# EXERCISE DIRECTIONS:
Compute how many lines in the data below contain "VisionEncoderDecoderGenerator"; answer only with that number.

━━━━━ MATERIALS PROVIDED ━━━━━

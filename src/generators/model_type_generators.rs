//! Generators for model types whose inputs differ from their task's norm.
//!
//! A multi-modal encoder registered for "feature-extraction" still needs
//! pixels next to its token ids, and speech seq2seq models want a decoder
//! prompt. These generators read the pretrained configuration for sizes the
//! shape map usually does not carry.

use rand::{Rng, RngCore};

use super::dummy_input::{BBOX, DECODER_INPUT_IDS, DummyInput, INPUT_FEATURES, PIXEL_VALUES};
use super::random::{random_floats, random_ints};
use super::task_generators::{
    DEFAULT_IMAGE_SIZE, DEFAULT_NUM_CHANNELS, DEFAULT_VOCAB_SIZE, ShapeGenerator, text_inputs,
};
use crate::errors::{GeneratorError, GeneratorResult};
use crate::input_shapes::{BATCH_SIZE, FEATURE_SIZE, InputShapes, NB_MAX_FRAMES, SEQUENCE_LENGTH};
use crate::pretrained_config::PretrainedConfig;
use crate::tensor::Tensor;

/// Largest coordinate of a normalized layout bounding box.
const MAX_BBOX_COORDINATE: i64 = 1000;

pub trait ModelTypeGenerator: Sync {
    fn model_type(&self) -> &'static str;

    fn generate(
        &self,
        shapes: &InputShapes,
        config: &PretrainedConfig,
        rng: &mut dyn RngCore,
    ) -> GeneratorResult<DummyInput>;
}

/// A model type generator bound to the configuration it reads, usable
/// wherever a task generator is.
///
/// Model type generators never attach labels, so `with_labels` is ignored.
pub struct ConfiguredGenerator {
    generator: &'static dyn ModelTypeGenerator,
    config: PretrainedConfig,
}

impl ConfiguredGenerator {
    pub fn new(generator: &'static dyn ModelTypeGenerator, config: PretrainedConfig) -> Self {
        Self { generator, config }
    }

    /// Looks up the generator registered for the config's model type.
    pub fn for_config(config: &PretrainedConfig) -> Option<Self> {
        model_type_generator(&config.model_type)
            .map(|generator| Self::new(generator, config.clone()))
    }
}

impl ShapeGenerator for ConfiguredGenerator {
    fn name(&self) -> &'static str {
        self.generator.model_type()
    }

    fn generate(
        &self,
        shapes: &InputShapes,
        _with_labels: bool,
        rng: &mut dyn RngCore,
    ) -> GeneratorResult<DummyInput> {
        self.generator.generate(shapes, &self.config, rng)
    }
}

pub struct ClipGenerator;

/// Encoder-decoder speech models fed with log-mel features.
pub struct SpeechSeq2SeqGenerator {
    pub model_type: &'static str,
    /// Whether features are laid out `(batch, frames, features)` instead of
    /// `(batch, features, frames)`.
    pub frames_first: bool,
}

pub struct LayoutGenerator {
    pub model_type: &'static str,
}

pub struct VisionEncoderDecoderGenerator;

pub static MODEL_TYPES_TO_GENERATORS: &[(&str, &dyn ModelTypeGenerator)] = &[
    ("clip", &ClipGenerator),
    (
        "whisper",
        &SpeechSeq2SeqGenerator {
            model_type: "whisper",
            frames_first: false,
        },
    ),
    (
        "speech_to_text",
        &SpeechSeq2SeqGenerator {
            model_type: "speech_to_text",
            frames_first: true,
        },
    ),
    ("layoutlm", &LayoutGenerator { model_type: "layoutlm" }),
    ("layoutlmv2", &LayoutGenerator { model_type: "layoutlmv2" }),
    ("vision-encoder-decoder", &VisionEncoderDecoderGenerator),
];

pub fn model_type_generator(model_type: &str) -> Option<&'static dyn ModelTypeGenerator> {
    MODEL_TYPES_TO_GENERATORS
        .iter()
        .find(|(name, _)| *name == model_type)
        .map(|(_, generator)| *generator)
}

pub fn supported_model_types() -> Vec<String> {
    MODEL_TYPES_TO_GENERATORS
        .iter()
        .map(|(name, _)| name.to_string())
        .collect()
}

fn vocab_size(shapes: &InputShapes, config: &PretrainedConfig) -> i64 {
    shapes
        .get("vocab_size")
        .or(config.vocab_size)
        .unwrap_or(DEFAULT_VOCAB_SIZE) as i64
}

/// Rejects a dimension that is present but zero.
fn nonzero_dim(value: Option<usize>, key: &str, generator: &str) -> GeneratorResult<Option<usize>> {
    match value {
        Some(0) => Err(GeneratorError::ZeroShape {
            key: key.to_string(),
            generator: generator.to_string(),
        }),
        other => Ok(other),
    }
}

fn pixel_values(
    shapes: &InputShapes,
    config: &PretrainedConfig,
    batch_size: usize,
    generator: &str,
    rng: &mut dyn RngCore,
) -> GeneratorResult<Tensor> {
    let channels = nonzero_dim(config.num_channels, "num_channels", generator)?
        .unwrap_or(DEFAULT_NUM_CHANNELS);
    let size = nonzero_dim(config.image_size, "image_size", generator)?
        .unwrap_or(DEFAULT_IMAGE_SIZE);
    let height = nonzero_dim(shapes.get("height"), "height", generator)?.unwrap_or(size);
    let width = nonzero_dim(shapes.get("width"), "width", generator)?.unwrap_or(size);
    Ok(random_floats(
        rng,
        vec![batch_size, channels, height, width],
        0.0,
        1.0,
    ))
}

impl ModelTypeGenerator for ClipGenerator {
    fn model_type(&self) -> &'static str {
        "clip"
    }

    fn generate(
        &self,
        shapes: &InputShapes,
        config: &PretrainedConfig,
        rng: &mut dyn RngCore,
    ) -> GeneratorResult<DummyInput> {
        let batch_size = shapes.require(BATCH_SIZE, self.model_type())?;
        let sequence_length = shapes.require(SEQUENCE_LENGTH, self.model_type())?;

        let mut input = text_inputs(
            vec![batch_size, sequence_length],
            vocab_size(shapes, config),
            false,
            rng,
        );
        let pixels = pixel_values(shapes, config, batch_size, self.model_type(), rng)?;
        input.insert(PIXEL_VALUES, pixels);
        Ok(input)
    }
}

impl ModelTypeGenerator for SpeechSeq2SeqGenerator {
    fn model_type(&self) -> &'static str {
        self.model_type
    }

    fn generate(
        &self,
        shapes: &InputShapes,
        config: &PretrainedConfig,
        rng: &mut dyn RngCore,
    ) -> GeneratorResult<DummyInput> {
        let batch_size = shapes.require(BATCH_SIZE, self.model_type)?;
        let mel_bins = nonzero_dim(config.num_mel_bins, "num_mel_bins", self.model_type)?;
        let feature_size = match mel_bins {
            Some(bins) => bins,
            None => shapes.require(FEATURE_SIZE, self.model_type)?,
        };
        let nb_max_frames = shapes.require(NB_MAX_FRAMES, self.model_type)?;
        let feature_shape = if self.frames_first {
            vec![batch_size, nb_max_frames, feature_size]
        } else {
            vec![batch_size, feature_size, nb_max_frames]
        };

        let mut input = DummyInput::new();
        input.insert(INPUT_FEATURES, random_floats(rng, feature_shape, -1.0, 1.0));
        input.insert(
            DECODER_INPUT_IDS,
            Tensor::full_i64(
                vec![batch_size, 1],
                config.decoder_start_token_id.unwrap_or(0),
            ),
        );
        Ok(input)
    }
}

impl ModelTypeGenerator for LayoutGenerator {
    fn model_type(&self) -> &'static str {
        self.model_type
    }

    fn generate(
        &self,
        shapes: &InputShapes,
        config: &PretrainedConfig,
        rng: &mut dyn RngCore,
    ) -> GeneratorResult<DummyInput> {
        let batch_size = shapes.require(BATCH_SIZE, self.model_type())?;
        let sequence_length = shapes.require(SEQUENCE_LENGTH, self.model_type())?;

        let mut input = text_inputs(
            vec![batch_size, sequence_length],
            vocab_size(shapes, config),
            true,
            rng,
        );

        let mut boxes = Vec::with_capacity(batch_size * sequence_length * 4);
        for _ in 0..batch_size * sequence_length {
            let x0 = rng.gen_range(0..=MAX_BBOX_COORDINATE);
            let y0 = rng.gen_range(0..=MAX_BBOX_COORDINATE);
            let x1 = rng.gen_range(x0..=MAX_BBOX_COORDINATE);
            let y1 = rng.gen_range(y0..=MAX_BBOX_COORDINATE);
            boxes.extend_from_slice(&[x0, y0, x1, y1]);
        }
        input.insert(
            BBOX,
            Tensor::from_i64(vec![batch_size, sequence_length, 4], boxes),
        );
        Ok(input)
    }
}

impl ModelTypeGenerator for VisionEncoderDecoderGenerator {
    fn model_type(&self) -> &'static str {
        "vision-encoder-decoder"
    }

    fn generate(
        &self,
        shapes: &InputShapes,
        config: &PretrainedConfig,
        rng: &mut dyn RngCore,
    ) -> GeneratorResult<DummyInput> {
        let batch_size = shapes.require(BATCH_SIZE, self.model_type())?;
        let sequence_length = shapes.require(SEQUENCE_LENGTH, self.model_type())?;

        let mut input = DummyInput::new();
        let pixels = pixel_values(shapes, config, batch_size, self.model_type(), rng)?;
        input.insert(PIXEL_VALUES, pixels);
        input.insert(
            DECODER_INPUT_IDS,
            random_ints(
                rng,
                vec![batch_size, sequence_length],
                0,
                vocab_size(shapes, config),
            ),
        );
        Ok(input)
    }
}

━━━━━

# ANSWER SECTION:
3